Today, Africa has the fastest-growing tech startup ecosystem in the world. The reach of venture capital funding has risen to 29 countries in the region, from 26 in 2020. This serves as a promising statistic that provides an optimistic outlook on the development of the tech industry in the continent. For this reason, there are broader opportunities for spurring social development through tech innovations.

Here are some innovations that are currently making massive changes:

Technology-powered teaching methods

Technology is an integral conduit for education, especially when it comes to providing up-to-date and universal learning methods. Bridge International Academies’ educational technology model is accomplishing this across greater Africa and parts of India. The continent-wide school network strives to provide aid to the most underserved communities, seeking to increase accessibility by providing digital teaching tools for teachers to use in its classrooms, such as tablets, digital learning guides, and much more.

As experts in using technology-powered teaching methods, Bridge International has shown how low-cost education can help children achieve some of the highest learning gains ever measured in Africa. Children studying at Bridge schools have received 53% better grades, as exemplified in a study led by Nobel Prize-winning economist Professor Michael Kremer.

Bicycle dynamo mobile phone charger

Although telecommunications plays a massive role in today’s fast-paced world, many in Uganda still have to travel to charge their phones. This obstacle is what challenged Ugandan graduate Elliot Mwebaze to utilize dynamos — devices that allow bikes to produce light — for converting rotational energy into electrical energy.

This is a valuable contribution to improving efficiency in a country where rural populations often use bikes as a mode of transport. This alternative energy source allows Ugandans to use their travel time to gain access to power sources.

Reusable nanomasks

At the height of a global health crisis, countries around the world saw an increase in waste due to disposable face masks that had a tendency to cause allergic reactions and had to be thrown away due to acquiring harmful bacteria. Kenyan scientist and physician Dr. Joseph Nderitu was able to tackle both the environmental and medical aspects of this issue, with his reusable antimicrobial nanomasks. Not only did they filter harmful microbes — they killed them, too. They also reduced allergies that affected the skin and caused asthma, which many medical professionals and civilians alike were exposed to with regular masks.

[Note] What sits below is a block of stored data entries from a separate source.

use crate::error::{Error, Result};
use crate::library::{LibraryStore, LocalFile, Track};
use crate::session::format_time;

fn describe(track: &Track) -> String {
    let length = track
        .duration
        .map(format_time)
        .unwrap_or_else(|| "--:--".to_string());
    format!("{:<40} {} [{}]", track.file_name, track.display(), length)
}

pub fn list(store: &mut LibraryStore) -> Result<()> {
    let tracks = store.list_tracks();
    if tracks.is_empty() {
        println!("Library is empty: {}", store.root().display());
        return Ok(());
    }
    for t in tracks {
        println!("{}", describe(t));
    }
    Ok(())
}

/// Import every file, reporting each outcome; fails if any import failed.
pub fn import(store: &mut LibraryStore, files: &[std::path::PathBuf]) -> Result<()> {
    let mut first_error: Option<Error> = None;
    for file in files {
        match store.import_file(&LocalFile::new(file)) {
            Ok(track) => println!("imported {}", describe(&track)),
            Err(e) => {
                eprintln!("couldn't import {}: {e}", file.display());
                first_error.get_or_insert(e.into());
            }
        }
    }
    first_error.map_or(Ok(()), Err)
}

pub fn delete(store: &mut LibraryStore, name: &str) -> Result<()> {
    store.list_tracks();
    store.delete_track(name)?;
    println!("deleted {name}");
    Ok(())
}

Low-cost bio-waste processing

In Côte d’Ivoire, bio-waste accounts for 2 to 5 times the amount of agricultural produce sold, amounting to 30 million tons of waste thrown away every year. This is why Noel N’guessan came up with Kubeko, the low-cost equipment used for processing bio-waste for which he won the Africa Prize for Engineering Innovation.

With around 27 million in the agriculture sector, most of whom are small-scale farmers, this innovation can be the key to greater income. The machine allows farmers to process organic waste from post-harvest leftovers. This allows them to create their own organic fertilizers instead of having to buy them. Both Kubeko products, the Kubeko composter and Kubeko biogas system, produce fertilizers, with the latter producing cooking gas.

Technology could be the solution to many of the world’s most urgent issues. Here at Ghana News, we believe that being empowered to think innovatively and create freely is the key to improving countless lives. These African technological innovations exemplify why we must support these efforts.